> _Assignment_
Retype every line below precisely as it appears.

++++ Dataset entries

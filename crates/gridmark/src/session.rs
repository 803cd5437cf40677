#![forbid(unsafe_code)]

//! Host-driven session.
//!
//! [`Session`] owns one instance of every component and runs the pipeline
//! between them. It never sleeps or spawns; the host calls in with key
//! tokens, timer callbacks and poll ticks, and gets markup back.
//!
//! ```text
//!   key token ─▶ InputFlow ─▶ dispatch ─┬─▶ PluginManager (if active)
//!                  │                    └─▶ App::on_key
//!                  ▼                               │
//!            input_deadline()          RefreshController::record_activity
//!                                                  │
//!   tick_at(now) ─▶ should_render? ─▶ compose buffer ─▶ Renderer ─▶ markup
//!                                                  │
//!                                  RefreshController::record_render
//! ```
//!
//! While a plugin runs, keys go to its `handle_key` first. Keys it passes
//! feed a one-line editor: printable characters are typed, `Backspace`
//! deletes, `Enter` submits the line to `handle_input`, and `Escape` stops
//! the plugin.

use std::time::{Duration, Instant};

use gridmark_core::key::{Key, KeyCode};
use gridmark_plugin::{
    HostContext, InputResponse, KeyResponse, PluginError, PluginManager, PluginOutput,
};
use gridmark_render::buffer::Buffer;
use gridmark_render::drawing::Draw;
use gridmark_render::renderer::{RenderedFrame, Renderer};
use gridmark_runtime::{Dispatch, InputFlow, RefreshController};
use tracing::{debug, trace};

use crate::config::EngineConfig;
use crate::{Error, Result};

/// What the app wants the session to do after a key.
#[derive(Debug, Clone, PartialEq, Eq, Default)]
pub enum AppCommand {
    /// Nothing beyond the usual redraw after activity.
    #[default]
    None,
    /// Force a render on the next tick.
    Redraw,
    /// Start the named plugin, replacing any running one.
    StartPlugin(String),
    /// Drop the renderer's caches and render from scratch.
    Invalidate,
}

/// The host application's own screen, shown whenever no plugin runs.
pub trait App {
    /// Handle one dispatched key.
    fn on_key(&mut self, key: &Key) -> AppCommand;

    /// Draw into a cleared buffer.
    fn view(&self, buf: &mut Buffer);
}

++++++++

> _Result of the exercise_
filename crates/gridmark/src/session.rs
repository 803cd5437cf40677
#![forbid(unsafe_code)]

//! Host-driven session.
//!
//! [`Session`] owns one instance of every component and runs the pipeline
//! between them. It never sleeps or spawns; the host calls in with key
//! tokens, timer callbacks and poll ticks, and gets markup back.
//!
//! ```text
//!   key token ─▶ InputFlow ─▶ dispatch ─┬─▶ PluginManager (if active)
//!                  │                    └─▶ App::on_key
//!                  ▼                               │
//!            input_deadline()          RefreshController::record_activity
//!                                                  │
//!   tick_at(now) ─▶ should_render? ─▶ compose buffer ─▶ Renderer ─▶ markup
//!                                                  │
//!                                  RefreshController::record_render
//! ```
//!
//! While a plugin runs, keys go to its `handle_key` first. Keys it passes
//! feed a one-line editor: printable characters are typed, `Backspace`
//! deletes, `Enter` submits the line to `handle_input`, and `Escape` stops
//! the plugin.

use std::time::{Duration, Instant};

use gridmark_core::key::{Key, KeyCode};
use gridmark_plugin::{
    HostContext, InputResponse, KeyResponse, PluginError, PluginManager, PluginOutput,
};
use gridmark_render::buffer::Buffer;
use gridmark_render::drawing::Draw;
use gridmark_render::renderer::{RenderedFrame, Renderer};
use gridmark_runtime::{Dispatch, InputFlow, RefreshController};
use tracing::{debug, trace};

use crate::config::EngineConfig;
use crate::{Error, Result};

/// What the app wants the session to do after a key.
#[derive(Debug, Clone, PartialEq, Eq, Default)]
pub enum AppCommand {
    /// Nothing beyond the usual redraw after activity.
    #[default]
    None,
    /// Force a render on the next tick.
    Redraw,
    /// Start the named plugin, replacing any running one.
    StartPlugin(String),
    /// Drop the renderer's caches and render from scratch.
    Invalidate,
}

/// The host application's own screen, shown whenever no plugin runs.
pub trait App {
    /// Handle one dispatched key.
    fn on_key(&mut self, key: &Key) -> AppCommand;

    /// Draw into a cleared buffer.
    fn view(&self, buf: &mut Buffer);
}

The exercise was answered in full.